O Barão de Lucena é o décimo hospital atendido pelo grupo Doutores da Alegria. Agora são dois em Recife, dois no Rio e seis em São Paulo. O grupo começou a ser montado no fim de 91 e hoje tem 42 integrantes. Duas vezes por semana, um casal de palhaços percorre as pediatrias dos hospitais, parando em cada leito.
O grupo conta com o suporte da psicóloga Morgana Masetti, autora de dois livros sobre o grupo -o último deles é "Boas Misturas", editado pela Palas Athena. "Os profissionais estão preparados para lidar com doenças, mas raramente com pessoas e saúde", diz a psicóloga.
O grupo Doutores da Alegria começou com Wellington Nogueira, 43, que foi estudar teatro nos EUA e acabou fazendo parte de uma trupe que se apresentava em hospitais. "O efeito era tão benéfico que decidi trazer a experiência para o Brasil", diz. Começou, sozinho, no Hospital e Maternidade Nossa Senhora de Lourdes, no Jabaquara (zona sul). Hoje, existem cerca de 200 iniciativas semelhantes no país. A equipe dos Doutores da Alegria é patrocinada pelo Tylenol e pela TRW e tem o apoio da Lei Federal de Incentivo à Cultura.
"Os besteorologistas formam a mais nova especialidade na medicina", brinca Nogueira. Abaixo, trechos de sua entrevista:

 

Folha - Como se dá a relação do palhaço com a criança? Que importância isso tem para ela?
Wellington Nogueira
- Cada criança tem uma reação e um tempo de aceitação. Nós sempre consultamos a criança se ela quer ou não nossa aproximação. Com isso, vai se criando uma relação de confiança, a criança sente que ela está tomando uma decisão e que é respeitada. Nesse momento, ela sente que está retomando o controle sobre seu corpo, sobre sua vida. Até então, sua vida estava apenas na mão do médico. Quando ela sente que está dando as cartas, ela passa a olhar a internação de outra forma, começa a propor mudança, vai tomando um papel pró-ativo na sua recuperação.

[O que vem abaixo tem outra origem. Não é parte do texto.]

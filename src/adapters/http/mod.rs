pub mod dashboard;
pub mod error;
pub mod form;
pub mod routes;
pub mod state;

use std::path::PathBuf;
use std::time::Duration;

use axum::{
    error_handling::HandleErrorLayer,
    extract::DefaultBodyLimit,
    routing::{get, post},
    Router,
};
use tower::{timeout::TimeoutLayer, ServiceBuilder};
use tower_http::{cors::CorsLayer, services::ServeDir, trace::TraceLayer};

use crate::adapters::http::{
    error::{layer_error, ApiError},
    state::HttpState,
};
use crate::domain::errors::DomainResult;

pub fn router(state: HttpState) -> Router {
    Router::new()
        .route("/health", get(routes::health))
        .route("/predict/image", post(routes::predict_image))
        .route("/predict/video", post(routes::predict_video))
        .route("/dashboard/image", post(dashboard::analyze_image))
        .route("/dashboard/video", post(dashboard::analyze_video))
        .with_state(state)
}

/// Transport settings wrapped around the routes.
#[derive(Debug, Clone)]
pub struct ServeOptions {
    pub static_dir: PathBuf,
    pub max_upload_bytes: usize,
    pub request_timeout: Option<Duration>,
}

/// Routes plus the dashboard page, body limit, CORS, tracing and optional timeout.
pub fn app(state: HttpState, options: &ServeOptions) -> Router {
    let mut app = router(state)
        .fallback_service(ServeDir::new(&options.static_dir))
        .layer(DefaultBodyLimit::max(options.max_upload_bytes))
        .layer(CorsLayer::permissive());

    if let Some(timeout) = options.request_timeout {
        app = app.layer(
            ServiceBuilder::new()
                .layer(HandleErrorLayer::new(layer_error))
                .layer(TimeoutLayer::new(timeout)),
        );
    }

    app.layer(TraceLayer::new_for_http())
}

/// Runs blocking work (file I/O, decoding, inference) off the async runtime.
///
/// Anything owned by `f`, uploads and video handles included, is dropped when
/// it returns, even if the awaiting request has already gone away.
pub(crate) async fn run_blocking<T, F>(f: F) -> Result<T, ApiError>
where
    F: FnOnce() -> DomainResult<T> + Send + 'static,
    T: Send + 'static,
{
    Ok(tokio::task::spawn_blocking(f).await??)
}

Folha - Os médicos e os profissionais de saúde também participam?
Nogueira
- O trabalho é sempre focado na criança, mas não há como não envolver também os pais e os profissionais. Quando o médico e os enfermeiros também participam da brincadeira, eles estabelecem uma relação de igual para igual com a criança. E isso é importante para todo mundo.

Folha - Como as crianças que estão sentindo dor recebem vocês?
Nogueira
- Cada criança lida com a dor de um jeito e é importante que ela expresse o incômodo que está sentindo. A dor está ali, ocupando um espaço. Se você propõe uma brincadeira e ela aceita, ela deixa de prestar atenção na dor. Às vezes ela mistura o choro com o riso, está brincando e escapa uma lágrima. Um menino disse outro dia: "Quando eu brinco, não dói". Uma enfermeira relatou o caso de uma criança que sentia muita dor quando fazia fisioterapia, mas quando estourava as bolhas de sabão, fazia movimentos difíceis e não sentia dor.